** Opening Available data block **

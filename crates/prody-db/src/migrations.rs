//! # Database Migrations
//!
//! Embedded SQL migrations for the sync store.
//!
//! ## How Migrations Work
//! ```text
//! ┌─────────────────────────────────────────────────────────────────────────┐
//! │                      Migration Process                                  │
//! │                                                                         │
//! │  Database::open                                                        │
//! │       │                                                                 │
//! │       ▼                                                                 │
//! │  Check _sqlx_migrations table                                          │
//! │       │                                                                 │
//! │       ├── Table doesn't exist? Create it                               │
//! │       │                                                                 │
//! │       ▼                                                                 │
//! │  Compare embedded migrations vs applied                                │
//! │       │                                                                 │
//! │       └── 001_sync_store.sql                                           │
//! │       │                                                                 │
//! │       ▼                                                                 │
//! │  Run pending migrations in order, record in _sqlx_migrations           │
//! │                                                                         │
//! └─────────────────────────────────────────────────────────────────────────┘
//! ```
//!
//! ## Adding New Migrations
//!
//! 1. Create a new file in `migrations/sqlite/` with the next sequence number
//! 2. Name format: `NNN_description.sql`
//! 3. **NEVER** modify existing migrations - always add new ones

use sqlx::SqlitePool;
use tracing::info;

use crate::error::DbResult;

/// Embedded migrations from the workspace `migrations/sqlite` directory.
static MIGRATOR: sqlx::migrate::Migrator = sqlx::migrate!("../../migrations/sqlite");

/// Runs all pending database migrations.
pub async fn run_migrations(pool: &SqlitePool) -> DbResult<()> {
    info!("Checking for pending migrations");

    MIGRATOR.run(pool).await?;

    info!("All migrations applied successfully");
    Ok(())
}

#[cfg(test)]
mod tests {
    use super::*;
    use crate::pool::{Database, DbConfig};

    #[tokio::test]
    async fn test_all_migrations_applied() {
        let db = Database::open(DbConfig::in_memory()).await.unwrap();

        let applied: i64 = sqlx::query_scalar("SELECT COUNT(*) FROM _sqlx_migrations")
            .fetch_one(db.pool())
            .await
            .unwrap();
        assert_eq!(applied as usize, MIGRATOR.migrations.len());

        // Running again is a no-op
        run_migrations(db.pool()).await.unwrap();
    }
}
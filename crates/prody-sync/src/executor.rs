//! # Operation Executors
//!
//! The execution collaborator delivers one operation to the remote store.
//! The engine hands it an [`ExecutionRequest`] and only cares whether the
//! result is `Ok` or `Err`.
//!
//! ## Dispatch
//! ```text
//! ┌─────────────────────────────────────────────────────────────────────────┐
//! │  SyncEngine ──execute(req)──▶ ExecutorRegistry                         │
//! │                                   │                                     │
//! │                 ┌─────────────────┼───────────────────┐                 │
//! │                 ▼                 ▼                   ▼                 │
//! │          JOURNAL_CREATE    PROFILE_UPDATE      (unregistered)           │
//! │          JournalExecutor   ProfileExecutor     Err(NoExecutor)          │
//! └─────────────────────────────────────────────────────────────────────────┘
//! ```
//!
//! Implementations must treat [`ExecutionRequest::idempotency_key`] as the
//! deduplication key on the remote side; the same key arrives on every
//! retry of an operation.

use std::collections::HashMap;
use std::fmt;
use std::sync::Arc;

use async_trait::async_trait;
use prody_core::{ConflictResolution, OperationType, SyncOperation};

use crate::error::ExecutionError;

// =============================================================================
// Request
// =============================================================================

/// Everything an executor needs to deliver one attempt.
#[derive(Debug, Clone, PartialEq, Eq)]
pub struct ExecutionRequest {
    pub operation_id: String,
    pub operation_type: OperationType,
    pub entity_id: Option<String>,
    /// Opaque payload, passed through untouched.
    pub payload: String,
    pub idempotency_key: String,
    pub conflict_resolution: ConflictResolution,
    /// 1-based number of this attempt.
    pub attempt: u32,
}

impl ExecutionRequest {
    /// Builds the request for the next attempt of `operation`.
    pub fn for_operation(operation: &SyncOperation) -> Self {
        ExecutionRequest {
            operation_id: operation.id.clone(),
            operation_type: operation.operation_type,
            entity_id: operation.entity_id.clone(),
            payload: operation.data.clone(),
            idempotency_key: operation.idempotency_key.clone(),
            conflict_resolution: operation.conflict_resolution,
            attempt: operation.attempt_count.saturating_add(1),
        }
    }
}

// =============================================================================
// Executor Trait
// =============================================================================

/// Delivers operations to the remote store.
#[async_trait]
pub trait OperationExecutor: Send + Sync {
    async fn execute(&self, request: &ExecutionRequest) -> Result<(), ExecutionError>;
}

#[async_trait]
impl<T: OperationExecutor + ?Sized> OperationExecutor for Arc<T> {
    async fn execute(&self, request: &ExecutionRequest) -> Result<(), ExecutionError> {
        (**self).execute(request).await
    }
}

// =============================================================================
// Registry
// =============================================================================

/// Routes each [`OperationType`] to its own executor.
#[derive(Default, Clone)]
pub struct ExecutorRegistry {
    executors: HashMap<OperationType, Arc<dyn OperationExecutor>>,
}

impl ExecutorRegistry {
    pub fn new() -> Self {
        Self::default()
    }

    /// Registers `executor` for `operation_type`, replacing any previous one.
    pub fn register(
        mut self,
        operation_type: OperationType,
        executor: Arc<dyn OperationExecutor>,
    ) -> Self {
        self.executors.insert(operation_type, executor);
        self
    }

    /// Registers the same executor for every operation type.
    pub fn register_all(mut self, executor: Arc<dyn OperationExecutor>) -> Self {
        for operation_type in OperationType::ALL {
            self.executors.insert(operation_type, Arc::clone(&executor));
        }
        self
    }

    pub fn is_registered(&self, operation_type: OperationType) -> bool {
        self.executors.contains_key(&operation_type)
    }
}

impl fmt::Debug for ExecutorRegistry {
    fn fmt(&self, f: &mut fmt::Formatter<'_>) -> fmt::Result {
        let mut registered: Vec<_> = self.executors.keys().map(|t| t.as_str()).collect();
        registered.sort_unstable();
        f.debug_struct("ExecutorRegistry")
            .field("registered", &registered)
            .finish()
    }
}

#[async_trait]
impl OperationExecutor for ExecutorRegistry {
    async fn execute(&self, request: &ExecutionRequest) -> Result<(), ExecutionError> {
        match self.executors.get(&request.operation_type) {
            Some(executor) => executor.execute(request).await,
            None => Err(ExecutionError::NoExecutor(request.operation_type)),
        }
    }
}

** Closing Available data block **

**Your goal**. Each line in the listing needs to be copied exactly.

**Result of the task**.
filename crates/prody-db/src/migrations.rs
//! # Database Migrations
//!
//! Embedded SQL migrations for the sync store.
//!
//! ## How Migrations Work
//! ```text
//! ┌─────────────────────────────────────────────────────────────────────────┐
//! │                      Migration Process                                  │
//! │                                                                         │
//! │  Database::open                                                        │
//! │       │                                                                 │
//! │       ▼                                                                 │
//! │  Check _sqlx_migrations table                                          │
//! │       │                                                                 │
//! │       ├── Table doesn't exist? Create it                               │
//! │       │                                                                 │
//! │       ▼                                                                 │
//! │  Compare embedded migrations vs applied                                │
//! │       │                                                                 │
//! │       └── 001_sync_store.sql                                           │
//! │       │                                                                 │
//! │       ▼                                                                 │
//! │  Run pending migrations in order, record in _sqlx_migrations           │
//! │                                                                         │
//! └─────────────────────────────────────────────────────────────────────────┘
//! ```
//!
//! ## Adding New Migrations
//!
//! 1. Create a new file in `migrations/sqlite/` with the next sequence number
//! 2. Name format: `NNN_description.sql`
//! 3. **NEVER** modify existing migrations - always add new ones

use sqlx::SqlitePool;
use tracing::info;

use crate::error::DbResult;

/// Embedded migrations from the workspace `migrations/sqlite` directory.
static MIGRATOR: sqlx::migrate::Migrator = sqlx::migrate!("../../migrations/sqlite");

/// Runs all pending database migrations.
pub async fn run_migrations(pool: &SqlitePool) -> DbResult<()> {
    info!("Checking for pending migrations");

    MIGRATOR.run(pool).await?;

    info!("All migrations applied successfully");
    Ok(())
}

#[cfg(test)]
mod tests {
    use super::*;
    use crate::pool::{Database, DbConfig};

    #[tokio::test]
    async fn test_all_migrations_applied() {
        let db = Database::open(DbConfig::in_memory()).await.unwrap();

        let applied: i64 = sqlx::query_scalar("SELECT COUNT(*) FROM _sqlx_migrations")
            .fetch_one(db.pool())
            .await
            .unwrap();
        assert_eq!(applied as usize, MIGRATOR.migrations.len());

        // Running again is a no-op
        run_migrations(db.pool()).await.unwrap();
    }
}
filename crates/prody-sync/src/executor.rs
//! # Operation Executors
//!
//! The execution collaborator delivers one operation to the remote store.
//! The engine hands it an [`ExecutionRequest`] and only cares whether the
//! result is `Ok` or `Err`.
//!
//! ## Dispatch
//! ```text
//! ┌─────────────────────────────────────────────────────────────────────────┐
//! │  SyncEngine ──execute(req)──▶ ExecutorRegistry                         │
//! │                                   │                                     │
//! │                 ┌─────────────────┼───────────────────┐                 │
//! │                 ▼                 ▼                   ▼                 │
//! │          JOURNAL_CREATE    PROFILE_UPDATE      (unregistered)           │
//! │          JournalExecutor   ProfileExecutor     Err(NoExecutor)          │
//! └─────────────────────────────────────────────────────────────────────────┘
//! ```
//!
//! Implementations must treat [`ExecutionRequest::idempotency_key`] as the
//! deduplication key on the remote side; the same key arrives on every
//! retry of an operation.

use std::collections::HashMap;
use std::fmt;
use std::sync::Arc;

use async_trait::async_trait;
use prody_core::{ConflictResolution, OperationType, SyncOperation};

use crate::error::ExecutionError;

// =============================================================================
// Request
// =============================================================================

/// Everything an executor needs to deliver one attempt.
#[derive(Debug, Clone, PartialEq, Eq)]
pub struct ExecutionRequest {
    pub operation_id: String,
    pub operation_type: OperationType,
    pub entity_id: Option<String>,
    /// Opaque payload, passed through untouched.
    pub payload: String,
    pub idempotency_key: String,
    pub conflict_resolution: ConflictResolution,
    /// 1-based number of this attempt.
    pub attempt: u32,
}

impl ExecutionRequest {
    /// Builds the request for the next attempt of `operation`.
    pub fn for_operation(operation: &SyncOperation) -> Self {
        ExecutionRequest {
            operation_id: operation.id.clone(),
            operation_type: operation.operation_type,
            entity_id: operation.entity_id.clone(),
            payload: operation.data.clone(),
            idempotency_key: operation.idempotency_key.clone(),
            conflict_resolution: operation.conflict_resolution,
            attempt: operation.attempt_count.saturating_add(1),
        }
    }
}

// =============================================================================
// Executor Trait
// =============================================================================

/// Delivers operations to the remote store.
#[async_trait]
pub trait OperationExecutor: Send + Sync {
    async fn execute(&self, request: &ExecutionRequest) -> Result<(), ExecutionError>;
}

#[async_trait]
impl<T: OperationExecutor + ?Sized> OperationExecutor for Arc<T> {
    async fn execute(&self, request: &ExecutionRequest) -> Result<(), ExecutionError> {
        (**self).execute(request).await
    }
}

// =============================================================================
// Registry
// =============================================================================

/// Routes each [`OperationType`] to its own executor.
#[derive(Default, Clone)]
pub struct ExecutorRegistry {
    executors: HashMap<OperationType, Arc<dyn OperationExecutor>>,
}

impl ExecutorRegistry {
    pub fn new() -> Self {
        Self::default()
    }

    /// Registers `executor` for `operation_type`, replacing any previous one.
    pub fn register(
        mut self,
        operation_type: OperationType,
        executor: Arc<dyn OperationExecutor>,
    ) -> Self {
        self.executors.insert(operation_type, executor);
        self
    }

    /// Registers the same executor for every operation type.
    pub fn register_all(mut self, executor: Arc<dyn OperationExecutor>) -> Self {
        for operation_type in OperationType::ALL {
            self.executors.insert(operation_type, Arc::clone(&executor));
        }
        self
    }

    pub fn is_registered(&self, operation_type: OperationType) -> bool {
        self.executors.contains_key(&operation_type)
    }
}

impl fmt::Debug for ExecutorRegistry {
    fn fmt(&self, f: &mut fmt::Formatter<'_>) -> fmt::Result {
        let mut registered: Vec<_> = self.executors.keys().map(|t| t.as_str()).collect();
        registered.sort_unstable();
        f.debug_struct("ExecutorRegistry")
            .field("registered", &registered)
            .finish()
    }
}

#[async_trait]
impl OperationExecutor for ExecutorRegistry {
    async fn execute(&self, request: &ExecutionRequest) -> Result<(), ExecutionError> {
        match self.executors.get(&request.operation_type) {
            Some(executor) => executor.execute(request).await,
            None => Err(ExecutionError::NoExecutor(request.operation_type)),
        }
    }
}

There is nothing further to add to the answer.